● **What is needed**: Produce an exact copy of the data below.
* * * * * * *
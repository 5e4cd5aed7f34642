use anyhow::{Context, Result};
use chrono::{DateTime, NaiveDate, Utc};
use moviepicks_config::{ConfigError, Config, Credentials};
use moviepicks_models::{EnrichedItem, HistoryEntry, ThemeKey};
use moviepicks_sources::{CatalogSource, ChatSummarizer, Notifier, ParentsGuideClient, Summarizer, TmdbClient, UltraMsgNotifier};
use serde::Serialize;
use std::path::PathBuf;
use std::sync::Arc;
use std::time::{Duration, Instant};
use tracing::{info, instrument, warn};
use crate::enrichment::{EnrichmentPipeline, EnrichmentSettings, SensitivityMode};
use crate::history::HistoryStore;
use crate::render::{render_nothing_found, render_report};
use crate::selection::{SelectionEngine, SelectionSettings};
use crate::theme::{CatalogFloors, ThemeSelector};

/// Outcome of one run
#[derive(Debug, Clone, Serialize)]
pub struct PicksResult {
    pub date: NaiveDate,
    pub theme: ThemeKey,
    pub theme_label: String,
    pub candidates_found: usize,
    pub items: Vec<EnrichedItem>,
    pub message: String,
    pub dry_run: bool,
    pub delivered: bool,
    pub history_persisted: bool,
    pub duration_ms: u64,
}

impl PicksResult {
    pub fn nothing_found(&self) -> bool {
        self.items.is_empty()
    }
}

struct Delivery {
    notifier: Arc<dyn Notifier>,
    destination: String,
}

/// Sequences one run: theme → discovery/selection → enrichment → render →
/// history → delivery.
///
/// History is appended only after enrichment of a non-empty selection and
/// never in dry-run mode. Nothing after construction can fail the run.
pub struct PicksOrchestrator {
    themes: ThemeSelector,
    selection: SelectionEngine,
    enrichment: EnrichmentPipeline,
    history_path: PathBuf,
    delivery: Option<Delivery>,
}

impl PicksOrchestrator {
    /// Message is rendered but not sent, history is not written
    pub fn new(themes: ThemeSelector, selection: SelectionEngine, enrichment: EnrichmentPipeline, history_path: PathBuf) -> Self {
        Self {
            themes,
            selection,
            enrichment,
            history_path,
            delivery: None,
        }
    }

    pub fn with_notifier(mut self, notifier: Arc<dyn Notifier>, destination: impl Into<String>) -> Self {
        self.delivery = Some(Delivery {
            notifier,
            destination: destination.into(),
        });
        self
    }

    /// Builds the HTTP collaborators. Settings are validated before any of
    /// them exist, so a missing key aborts before the first request.
    pub fn from_config(config: &Config, credentials: &Credentials, history_path: PathBuf, dry_run: bool) -> Result<Self> {
        config.validate()?;
        credentials.validate(!dry_run)?;

        let tmdb_api_key = credentials
            .tmdb_api_key
            .clone()
            .ok_or_else(|| ConfigError::MissingSettings(vec!["TMDB_API_KEY".to_string()]))?;
        let offset = config
            .schedule
            .reference_offset()
            .context("schedule.utc_offset_minutes is out of range")?;
        let timeout = Duration::from_secs(config.catalog.request_timeout_secs);

        let catalog: Arc<dyn CatalogSource> = Arc::new(TmdbClient::new(tmdb_api_key, &config.catalog));

        let sensitivity = if config.sensitivity.enabled {
            let summarizer = credentials.openai_api_key.clone().map(|key| {
                Arc::new(ChatSummarizer::new(
                    &config.sensitivity.summarizer_url,
                    key,
                    &config.sensitivity.model,
                    timeout,
                )) as Arc<dyn Summarizer>
            });
            if summarizer.is_none() {
                info!("OPENAI_API_KEY not set, sensitivity summaries will be marked unavailable");
            }
            SensitivityMode::Enabled {
                source: Arc::new(ParentsGuideClient::new(
                    &config.sensitivity.page_base_url,
                    timeout,
                    config.sensitivity.max_input_chars,
                )),
                summarizer,
            }
        } else {
            SensitivityMode::Disabled
        };

        let floors = CatalogFloors {
            rating: config.selection.min_rating,
            vote_count: config.selection.min_vote_count,
            release_date: config.selection.min_release_date,
        };

        let orchestrator = Self::new(
            ThemeSelector::new(floors, offset),
            SelectionEngine::new(catalog.clone(), SelectionSettings::from_config(config)),
            EnrichmentPipeline::new(catalog, EnrichmentSettings::from_config(config), sensitivity),
            history_path,
        );

        if dry_run {
            return Ok(orchestrator);
        }

        // validate(true) above guarantees all three are present
        match (&credentials.ultra_instance_id, &credentials.ultra_token, &credentials.whatsapp_to) {
            (Some(instance_id), Some(token), Some(to)) => {
                let notifier = UltraMsgNotifier::new(&config.notifier.base_url, instance_id.clone(), token.clone(), timeout);
                Ok(orchestrator.with_notifier(Arc::new(notifier), to.clone()))
            }
            _ => Err(ConfigError::MissingSettings(credentials.missing(true)).into()),
        }
    }

    pub fn is_dry_run(&self) -> bool {
        self.delivery.is_none()
    }

    /// Run for "today" in the reference time zone
    pub async fn run(&self, now: DateTime<Utc>) -> PicksResult {
        let today = self.themes.today(now);
        self.run_for_date(today).await
    }

    #[instrument(skip(self))]
    pub async fn run_for_date(&self, date: NaiveDate) -> PicksResult {
        let start = Instant::now();
        let profile = self.themes.profile_for(date);
        info!(operation = "run_started", theme = %profile.key, label = %profile.label, "Starting daily picks");

        let mut history = HistoryStore::open(self.history_path.clone());
        let selection = self.selection.select(&profile, &history, date).await;

        if selection.picks.is_empty() {
            info!(operation = "nothing_found", theme = %profile.key, "No eligible items today");
            let message = render_nothing_found(&profile.label, date);
            let delivered = self.deliver(&message).await;
            return PicksResult {
                date,
                theme: profile.key,
                theme_label: profile.label,
                candidates_found: selection.candidates_found,
                items: Vec::new(),
                message,
                dry_run: self.is_dry_run(),
                delivered,
                history_persisted: false,
                duration_ms: start.elapsed().as_millis() as u64,
            };
        }

        let items = self.enrichment.enrich_all(selection.picks, profile.cast_size).await;
        let message = render_report(&items, &profile.label, date, self.selection.settings().min_rating);

        let history_persisted = if self.is_dry_run() {
            false
        } else {
            history.append(items.iter().map(|item| HistoryEntry::new(item.id, date)));
            history.persist()
        };

        let delivered = self.deliver(&message).await;

        let duration_ms = start.elapsed().as_millis() as u64;
        info!(
            operation = "run_complete",
            theme = %profile.key,
            picks = items.len(),
            delivered,
            history_persisted,
            duration_ms,
            "Daily picks finished"
        );

        PicksResult {
            date,
            theme: profile.key,
            theme_label: profile.label,
            candidates_found: selection.candidates_found,
            items,
            message,
            dry_run: self.is_dry_run(),
            delivered,
            history_persisted,
            duration_ms,
        }
    }

    /// Delivery failures are logged and reported, never raised
    async fn deliver(&self, message: &str) -> bool {
        let Some(delivery) = &self.delivery else {
            info!("Dry run, message not sent");
            return false;
        };

        match delivery.notifier.send(&delivery.destination, message).await {
            Ok(()) => {
                info!(sink = delivery.notifier.sink_name(), "Message delivered");
                true
            }
            Err(e) => {
                warn!(sink = delivery.notifier.sink_name(), error = %e, "Message delivery failed");
                false
            }
        }
    }
}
* * * * * * *
● **Completed exercise**:
repository 5e4cd5aed7f34642
use anyhow::{Context, Result};
use chrono::{DateTime, NaiveDate, Utc};
use moviepicks_config::{ConfigError, Config, Credentials};
use moviepicks_models::{EnrichedItem, HistoryEntry, ThemeKey};
use moviepicks_sources::{CatalogSource, ChatSummarizer, Notifier, ParentsGuideClient, Summarizer, TmdbClient, UltraMsgNotifier};
use serde::Serialize;
use std::path::PathBuf;
use std::sync::Arc;
use std::time::{Duration, Instant};
use tracing::{info, instrument, warn};
use crate::enrichment::{EnrichmentPipeline, EnrichmentSettings, SensitivityMode};
use crate::history::HistoryStore;
use crate::render::{render_nothing_found, render_report};
use crate::selection::{SelectionEngine, SelectionSettings};
use crate::theme::{CatalogFloors, ThemeSelector};

/// Outcome of one run
#[derive(Debug, Clone, Serialize)]
pub struct PicksResult {
    pub date: NaiveDate,
    pub theme: ThemeKey,
    pub theme_label: String,
    pub candidates_found: usize,
    pub items: Vec<EnrichedItem>,
    pub message: String,
    pub dry_run: bool,
    pub delivered: bool,
    pub history_persisted: bool,
    pub duration_ms: u64,
}

impl PicksResult {
    pub fn nothing_found(&self) -> bool {
        self.items.is_empty()
    }
}

struct Delivery {
    notifier: Arc<dyn Notifier>,
    destination: String,
}

/// Sequences one run: theme → discovery/selection → enrichment → render →
/// history → delivery.
///
/// History is appended only after enrichment of a non-empty selection and
/// never in dry-run mode. Nothing after construction can fail the run.
pub struct PicksOrchestrator {
    themes: ThemeSelector,
    selection: SelectionEngine,
    enrichment: EnrichmentPipeline,
    history_path: PathBuf,
    delivery: Option<Delivery>,
}

impl PicksOrchestrator {
    /// Message is rendered but not sent, history is not written
    pub fn new(themes: ThemeSelector, selection: SelectionEngine, enrichment: EnrichmentPipeline, history_path: PathBuf) -> Self {
        Self {
            themes,
            selection,
            enrichment,
            history_path,
            delivery: None,
        }
    }

    pub fn with_notifier(mut self, notifier: Arc<dyn Notifier>, destination: impl Into<String>) -> Self {
        self.delivery = Some(Delivery {
            notifier,
            destination: destination.into(),
        });
        self
    }

    /// Builds the HTTP collaborators. Settings are validated before any of
    /// them exist, so a missing key aborts before the first request.
    pub fn from_config(config: &Config, credentials: &Credentials, history_path: PathBuf, dry_run: bool) -> Result<Self> {
        config.validate()?;
        credentials.validate(!dry_run)?;

        let tmdb_api_key = credentials
            .tmdb_api_key
            .clone()
            .ok_or_else(|| ConfigError::MissingSettings(vec!["TMDB_API_KEY".to_string()]))?;
        let offset = config
            .schedule
            .reference_offset()
            .context("schedule.utc_offset_minutes is out of range")?;
        let timeout = Duration::from_secs(config.catalog.request_timeout_secs);

        let catalog: Arc<dyn CatalogSource> = Arc::new(TmdbClient::new(tmdb_api_key, &config.catalog));

        let sensitivity = if config.sensitivity.enabled {
            let summarizer = credentials.openai_api_key.clone().map(|key| {
                Arc::new(ChatSummarizer::new(
                    &config.sensitivity.summarizer_url,
                    key,
                    &config.sensitivity.model,
                    timeout,
                )) as Arc<dyn Summarizer>
            });
            if summarizer.is_none() {
                info!("OPENAI_API_KEY not set, sensitivity summaries will be marked unavailable");
            }
            SensitivityMode::Enabled {
                source: Arc::new(ParentsGuideClient::new(
                    &config.sensitivity.page_base_url,
                    timeout,
                    config.sensitivity.max_input_chars,
                )),
                summarizer,
            }
        } else {
            SensitivityMode::Disabled
        };

        let floors = CatalogFloors {
            rating: config.selection.min_rating,
            vote_count: config.selection.min_vote_count,
            release_date: config.selection.min_release_date,
        };

        let orchestrator = Self::new(
            ThemeSelector::new(floors, offset),
            SelectionEngine::new(catalog.clone(), SelectionSettings::from_config(config)),
            EnrichmentPipeline::new(catalog, EnrichmentSettings::from_config(config), sensitivity),
            history_path,
        );

        if dry_run {
            return Ok(orchestrator);
        }

        // validate(true) above guarantees all three are present
        match (&credentials.ultra_instance_id, &credentials.ultra_token, &credentials.whatsapp_to) {
            (Some(instance_id), Some(token), Some(to)) => {
                let notifier = UltraMsgNotifier::new(&config.notifier.base_url, instance_id.clone(), token.clone(), timeout);
                Ok(orchestrator.with_notifier(Arc::new(notifier), to.clone()))
            }
            _ => Err(ConfigError::MissingSettings(credentials.missing(true)).into()),
        }
    }

    pub fn is_dry_run(&self) -> bool {
        self.delivery.is_none()
    }

    /// Run for "today" in the reference time zone
    pub async fn run(&self, now: DateTime<Utc>) -> PicksResult {
        let today = self.themes.today(now);
        self.run_for_date(today).await
    }

    #[instrument(skip(self))]
    pub async fn run_for_date(&self, date: NaiveDate) -> PicksResult {
        let start = Instant::now();
        let profile = self.themes.profile_for(date);
        info!(operation = "run_started", theme = %profile.key, label = %profile.label, "Starting daily picks");

        let mut history = HistoryStore::open(self.history_path.clone());
        let selection = self.selection.select(&profile, &history, date).await;

        if selection.picks.is_empty() {
            info!(operation = "nothing_found", theme = %profile.key, "No eligible items today");
            let message = render_nothing_found(&profile.label, date);
            let delivered = self.deliver(&message).await;
            return PicksResult {
                date,
                theme: profile.key,
                theme_label: profile.label,
                candidates_found: selection.candidates_found,
                items: Vec::new(),
                message,
                dry_run: self.is_dry_run(),
                delivered,
                history_persisted: false,
                duration_ms: start.elapsed().as_millis() as u64,
            };
        }

        let items = self.enrichment.enrich_all(selection.picks, profile.cast_size).await;
        let message = render_report(&items, &profile.label, date, self.selection.settings().min_rating);

        let history_persisted = if self.is_dry_run() {
            false
        } else {
            history.append(items.iter().map(|item| HistoryEntry::new(item.id, date)));
            history.persist()
        };

        let delivered = self.deliver(&message).await;

        let duration_ms = start.elapsed().as_millis() as u64;
        info!(
            operation = "run_complete",
            theme = %profile.key,
            picks = items.len(),
            delivered,
            history_persisted,
            duration_ms,
            "Daily picks finished"
        );

        PicksResult {
            date,
            theme: profile.key,
            theme_label: profile.label,
            candidates_found: selection.candidates_found,
            items,
            message,
            dry_run: self.is_dry_run(),
            delivered,
            history_persisted,
            duration_ms,
        }
    }

    /// Delivery failures are logged and reported, never raised
    async fn deliver(&self, message: &str) -> bool {
        let Some(delivery) = &self.delivery else {
            info!("Dry run, message not sent");
            return false;
        };

        match delivery.notifier.send(&delivery.destination, message).await {
            Ok(()) => {
                info!(sink = delivery.notifier.sink_name(), "Message delivered");
                true
            }
            Err(e) => {
                warn!(sink = delivery.notifier.sink_name(), error = %e, "Message delivery failed");
                false
            }
        }
    }
}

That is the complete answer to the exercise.